_Work order_: Restate each entry below word for word, without skipping any.

_Record set_:
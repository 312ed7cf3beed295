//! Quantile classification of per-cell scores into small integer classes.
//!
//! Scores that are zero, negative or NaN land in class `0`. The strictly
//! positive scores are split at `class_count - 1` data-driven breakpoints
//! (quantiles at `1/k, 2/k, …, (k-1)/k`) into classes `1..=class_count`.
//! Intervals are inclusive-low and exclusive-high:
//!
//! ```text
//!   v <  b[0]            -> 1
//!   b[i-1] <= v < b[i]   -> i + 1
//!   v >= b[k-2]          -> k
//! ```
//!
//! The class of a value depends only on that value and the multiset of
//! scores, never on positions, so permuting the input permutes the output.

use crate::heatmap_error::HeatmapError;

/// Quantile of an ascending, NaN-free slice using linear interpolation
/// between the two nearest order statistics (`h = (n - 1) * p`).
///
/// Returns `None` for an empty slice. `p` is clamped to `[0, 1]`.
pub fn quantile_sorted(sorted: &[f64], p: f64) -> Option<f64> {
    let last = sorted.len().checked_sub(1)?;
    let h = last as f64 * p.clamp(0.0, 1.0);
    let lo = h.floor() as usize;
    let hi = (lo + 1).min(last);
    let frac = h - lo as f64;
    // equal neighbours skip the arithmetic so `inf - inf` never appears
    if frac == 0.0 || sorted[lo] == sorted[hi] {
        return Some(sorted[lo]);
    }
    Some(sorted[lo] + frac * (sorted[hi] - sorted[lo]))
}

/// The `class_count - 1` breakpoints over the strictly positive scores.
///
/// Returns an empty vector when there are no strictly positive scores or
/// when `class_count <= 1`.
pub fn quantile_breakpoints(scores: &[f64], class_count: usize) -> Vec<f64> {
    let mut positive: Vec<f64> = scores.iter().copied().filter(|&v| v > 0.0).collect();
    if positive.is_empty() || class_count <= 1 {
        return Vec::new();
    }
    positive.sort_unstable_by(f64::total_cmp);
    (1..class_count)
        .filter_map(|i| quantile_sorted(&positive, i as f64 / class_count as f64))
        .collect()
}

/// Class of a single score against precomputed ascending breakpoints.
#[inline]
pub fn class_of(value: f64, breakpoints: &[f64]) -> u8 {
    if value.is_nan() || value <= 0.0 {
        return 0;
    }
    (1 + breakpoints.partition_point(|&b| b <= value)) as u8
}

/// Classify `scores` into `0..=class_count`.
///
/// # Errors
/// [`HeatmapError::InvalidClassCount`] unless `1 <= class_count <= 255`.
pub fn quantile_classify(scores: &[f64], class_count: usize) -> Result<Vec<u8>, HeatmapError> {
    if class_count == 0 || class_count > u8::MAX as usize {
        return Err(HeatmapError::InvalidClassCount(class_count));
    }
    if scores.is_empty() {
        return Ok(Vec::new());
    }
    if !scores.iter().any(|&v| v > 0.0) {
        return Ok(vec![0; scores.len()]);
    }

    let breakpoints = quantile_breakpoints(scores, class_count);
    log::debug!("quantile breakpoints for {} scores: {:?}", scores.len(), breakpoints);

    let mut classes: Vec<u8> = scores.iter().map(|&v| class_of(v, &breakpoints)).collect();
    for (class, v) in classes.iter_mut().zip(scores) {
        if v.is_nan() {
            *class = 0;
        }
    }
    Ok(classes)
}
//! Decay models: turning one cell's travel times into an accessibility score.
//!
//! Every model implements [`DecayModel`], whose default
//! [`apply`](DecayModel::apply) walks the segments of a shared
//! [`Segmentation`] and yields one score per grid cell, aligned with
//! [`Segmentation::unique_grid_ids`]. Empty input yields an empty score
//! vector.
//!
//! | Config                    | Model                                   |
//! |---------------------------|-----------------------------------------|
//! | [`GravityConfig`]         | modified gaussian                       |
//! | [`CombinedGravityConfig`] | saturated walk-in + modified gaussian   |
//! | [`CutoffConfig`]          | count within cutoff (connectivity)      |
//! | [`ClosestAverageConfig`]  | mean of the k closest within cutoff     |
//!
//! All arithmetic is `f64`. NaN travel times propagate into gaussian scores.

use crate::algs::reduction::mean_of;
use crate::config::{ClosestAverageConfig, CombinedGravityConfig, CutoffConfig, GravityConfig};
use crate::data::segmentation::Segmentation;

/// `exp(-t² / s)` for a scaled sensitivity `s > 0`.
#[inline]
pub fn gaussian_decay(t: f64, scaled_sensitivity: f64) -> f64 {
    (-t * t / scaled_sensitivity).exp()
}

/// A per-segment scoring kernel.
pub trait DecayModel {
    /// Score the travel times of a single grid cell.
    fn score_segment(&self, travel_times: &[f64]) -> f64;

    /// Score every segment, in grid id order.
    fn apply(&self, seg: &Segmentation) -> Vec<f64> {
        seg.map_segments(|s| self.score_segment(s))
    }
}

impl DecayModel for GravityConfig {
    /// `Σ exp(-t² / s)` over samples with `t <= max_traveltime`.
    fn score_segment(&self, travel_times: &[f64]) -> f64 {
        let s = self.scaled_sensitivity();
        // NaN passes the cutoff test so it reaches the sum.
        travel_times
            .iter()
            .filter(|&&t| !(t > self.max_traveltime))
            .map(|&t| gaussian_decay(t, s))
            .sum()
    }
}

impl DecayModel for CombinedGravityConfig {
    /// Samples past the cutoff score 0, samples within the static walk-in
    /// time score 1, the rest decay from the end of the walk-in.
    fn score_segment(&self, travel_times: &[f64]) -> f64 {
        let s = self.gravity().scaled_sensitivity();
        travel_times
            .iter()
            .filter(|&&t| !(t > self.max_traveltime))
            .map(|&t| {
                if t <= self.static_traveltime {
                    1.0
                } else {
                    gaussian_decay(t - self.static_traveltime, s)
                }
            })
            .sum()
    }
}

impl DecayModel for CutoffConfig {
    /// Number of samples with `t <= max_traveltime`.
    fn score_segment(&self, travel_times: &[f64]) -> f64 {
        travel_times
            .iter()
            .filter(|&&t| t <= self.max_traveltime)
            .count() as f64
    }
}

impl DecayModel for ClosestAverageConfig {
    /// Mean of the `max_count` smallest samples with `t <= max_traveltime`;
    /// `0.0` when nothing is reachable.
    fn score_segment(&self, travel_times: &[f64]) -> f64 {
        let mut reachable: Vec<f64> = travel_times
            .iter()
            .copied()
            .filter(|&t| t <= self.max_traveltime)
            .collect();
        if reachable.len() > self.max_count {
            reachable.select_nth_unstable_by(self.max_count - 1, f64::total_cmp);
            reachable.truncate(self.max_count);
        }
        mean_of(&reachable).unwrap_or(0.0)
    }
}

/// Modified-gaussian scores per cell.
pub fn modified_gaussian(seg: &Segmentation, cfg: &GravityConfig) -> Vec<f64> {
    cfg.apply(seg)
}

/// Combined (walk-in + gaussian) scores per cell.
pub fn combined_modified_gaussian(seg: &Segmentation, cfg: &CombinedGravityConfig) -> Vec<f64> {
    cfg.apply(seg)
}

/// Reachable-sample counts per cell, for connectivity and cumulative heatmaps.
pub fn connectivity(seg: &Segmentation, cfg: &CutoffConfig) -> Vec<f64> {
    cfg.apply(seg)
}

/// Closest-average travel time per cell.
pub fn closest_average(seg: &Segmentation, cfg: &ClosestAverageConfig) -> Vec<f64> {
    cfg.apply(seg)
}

_Task answer_:
repository 312ed7cf3beed295
//! Quantile classification of per-cell scores into small integer classes.
//!
//! Scores that are zero, negative or NaN land in class `0`. The strictly
//! positive scores are split at `class_count - 1` data-driven breakpoints
//! (quantiles at `1/k, 2/k, …, (k-1)/k`) into classes `1..=class_count`.
//! Intervals are inclusive-low and exclusive-high:
//!
//! ```text
//!   v <  b[0]            -> 1
//!   b[i-1] <= v < b[i]   -> i + 1
//!   v >= b[k-2]          -> k
//! ```
//!
//! The class of a value depends only on that value and the multiset of
//! scores, never on positions, so permuting the input permutes the output.

use crate::heatmap_error::HeatmapError;

/// Quantile of an ascending, NaN-free slice using linear interpolation
/// between the two nearest order statistics (`h = (n - 1) * p`).
///
/// Returns `None` for an empty slice. `p` is clamped to `[0, 1]`.
pub fn quantile_sorted(sorted: &[f64], p: f64) -> Option<f64> {
    let last = sorted.len().checked_sub(1)?;
    let h = last as f64 * p.clamp(0.0, 1.0);
    let lo = h.floor() as usize;
    let hi = (lo + 1).min(last);
    let frac = h - lo as f64;
    // equal neighbours skip the arithmetic so `inf - inf` never appears
    if frac == 0.0 || sorted[lo] == sorted[hi] {
        return Some(sorted[lo]);
    }
    Some(sorted[lo] + frac * (sorted[hi] - sorted[lo]))
}

/// The `class_count - 1` breakpoints over the strictly positive scores.
///
/// Returns an empty vector when there are no strictly positive scores or
/// when `class_count <= 1`.
pub fn quantile_breakpoints(scores: &[f64], class_count: usize) -> Vec<f64> {
    let mut positive: Vec<f64> = scores.iter().copied().filter(|&v| v > 0.0).collect();
    if positive.is_empty() || class_count <= 1 {
        return Vec::new();
    }
    positive.sort_unstable_by(f64::total_cmp);
    (1..class_count)
        .filter_map(|i| quantile_sorted(&positive, i as f64 / class_count as f64))
        .collect()
}

/// Class of a single score against precomputed ascending breakpoints.
#[inline]
pub fn class_of(value: f64, breakpoints: &[f64]) -> u8 {
    if value.is_nan() || value <= 0.0 {
        return 0;
    }
    (1 + breakpoints.partition_point(|&b| b <= value)) as u8
}

/// Classify `scores` into `0..=class_count`.
///
/// # Errors
/// [`HeatmapError::InvalidClassCount`] unless `1 <= class_count <= 255`.
pub fn quantile_classify(scores: &[f64], class_count: usize) -> Result<Vec<u8>, HeatmapError> {
    if class_count == 0 || class_count > u8::MAX as usize {
        return Err(HeatmapError::InvalidClassCount(class_count));
    }
    if scores.is_empty() {
        return Ok(Vec::new());
    }
    if !scores.iter().any(|&v| v > 0.0) {
        return Ok(vec![0; scores.len()]);
    }

    let breakpoints = quantile_breakpoints(scores, class_count);
    log::debug!("quantile breakpoints for {} scores: {:?}", scores.len(), breakpoints);

    let mut classes: Vec<u8> = scores.iter().map(|&v| class_of(v, &breakpoints)).collect();
    for (class, v) in classes.iter_mut().zip(scores) {
        if v.is_nan() {
            *class = 0;
        }
    }
    Ok(classes)
}
//! Decay models: turning one cell's travel times into an accessibility score.
//!
//! Every model implements [`DecayModel`], whose default
//! [`apply`](DecayModel::apply) walks the segments of a shared
//! [`Segmentation`] and yields one score per grid cell, aligned with
//! [`Segmentation::unique_grid_ids`]. Empty input yields an empty score
//! vector.
//!
//! | Config                    | Model                                   |
//! |---------------------------|-----------------------------------------|
//! | [`GravityConfig`]         | modified gaussian                       |
//! | [`CombinedGravityConfig`] | saturated walk-in + modified gaussian   |
//! | [`CutoffConfig`]          | count within cutoff (connectivity)      |
//! | [`ClosestAverageConfig`]  | mean of the k closest within cutoff     |
//!
//! All arithmetic is `f64`. NaN travel times propagate into gaussian scores.

use crate::algs::reduction::mean_of;
use crate::config::{ClosestAverageConfig, CombinedGravityConfig, CutoffConfig, GravityConfig};
use crate::data::segmentation::Segmentation;

/// `exp(-t² / s)` for a scaled sensitivity `s > 0`.
#[inline]
pub fn gaussian_decay(t: f64, scaled_sensitivity: f64) -> f64 {
    (-t * t / scaled_sensitivity).exp()
}

/// A per-segment scoring kernel.
pub trait DecayModel {
    /// Score the travel times of a single grid cell.
    fn score_segment(&self, travel_times: &[f64]) -> f64;

    /// Score every segment, in grid id order.
    fn apply(&self, seg: &Segmentation) -> Vec<f64> {
        seg.map_segments(|s| self.score_segment(s))
    }
}

impl DecayModel for GravityConfig {
    /// `Σ exp(-t² / s)` over samples with `t <= max_traveltime`.
    fn score_segment(&self, travel_times: &[f64]) -> f64 {
        let s = self.scaled_sensitivity();
        // NaN passes the cutoff test so it reaches the sum.
        travel_times
            .iter()
            .filter(|&&t| !(t > self.max_traveltime))
            .map(|&t| gaussian_decay(t, s))
            .sum()
    }
}

impl DecayModel for CombinedGravityConfig {
    /// Samples past the cutoff score 0, samples within the static walk-in
    /// time score 1, the rest decay from the end of the walk-in.
    fn score_segment(&self, travel_times: &[f64]) -> f64 {
        let s = self.gravity().scaled_sensitivity();
        travel_times
            .iter()
            .filter(|&&t| !(t > self.max_traveltime))
            .map(|&t| {
                if t <= self.static_traveltime {
                    1.0
                } else {
                    gaussian_decay(t - self.static_traveltime, s)
                }
            })
            .sum()
    }
}

impl DecayModel for CutoffConfig {
    /// Number of samples with `t <= max_traveltime`.
    fn score_segment(&self, travel_times: &[f64]) -> f64 {
        travel_times
            .iter()
            .filter(|&&t| t <= self.max_traveltime)
            .count() as f64
    }
}

impl DecayModel for ClosestAverageConfig {
    /// Mean of the `max_count` smallest samples with `t <= max_traveltime`;
    /// `0.0` when nothing is reachable.
    fn score_segment(&self, travel_times: &[f64]) -> f64 {
        let mut reachable: Vec<f64> = travel_times
            .iter()
            .copied()
            .filter(|&t| t <= self.max_traveltime)
            .collect();
        if reachable.len() > self.max_count {
            reachable.select_nth_unstable_by(self.max_count - 1, f64::total_cmp);
            reachable.truncate(self.max_count);
        }
        mean_of(&reachable).unwrap_or(0.0)
    }
}

/// Modified-gaussian scores per cell.
pub fn modified_gaussian(seg: &Segmentation, cfg: &GravityConfig) -> Vec<f64> {
    cfg.apply(seg)
}

/// Combined (walk-in + gaussian) scores per cell.
pub fn combined_modified_gaussian(seg: &Segmentation, cfg: &CombinedGravityConfig) -> Vec<f64> {
    cfg.apply(seg)
}

/// Reachable-sample counts per cell, for connectivity and cumulative heatmaps.
pub fn connectivity(seg: &Segmentation, cfg: &CutoffConfig) -> Vec<f64> {
    cfg.apply(seg)
}

/// Closest-average travel time per cell.
pub fn closest_average(seg: &Segmentation, cfg: &ClosestAverageConfig) -> Vec<f64> {
    cfg.apply(seg)
}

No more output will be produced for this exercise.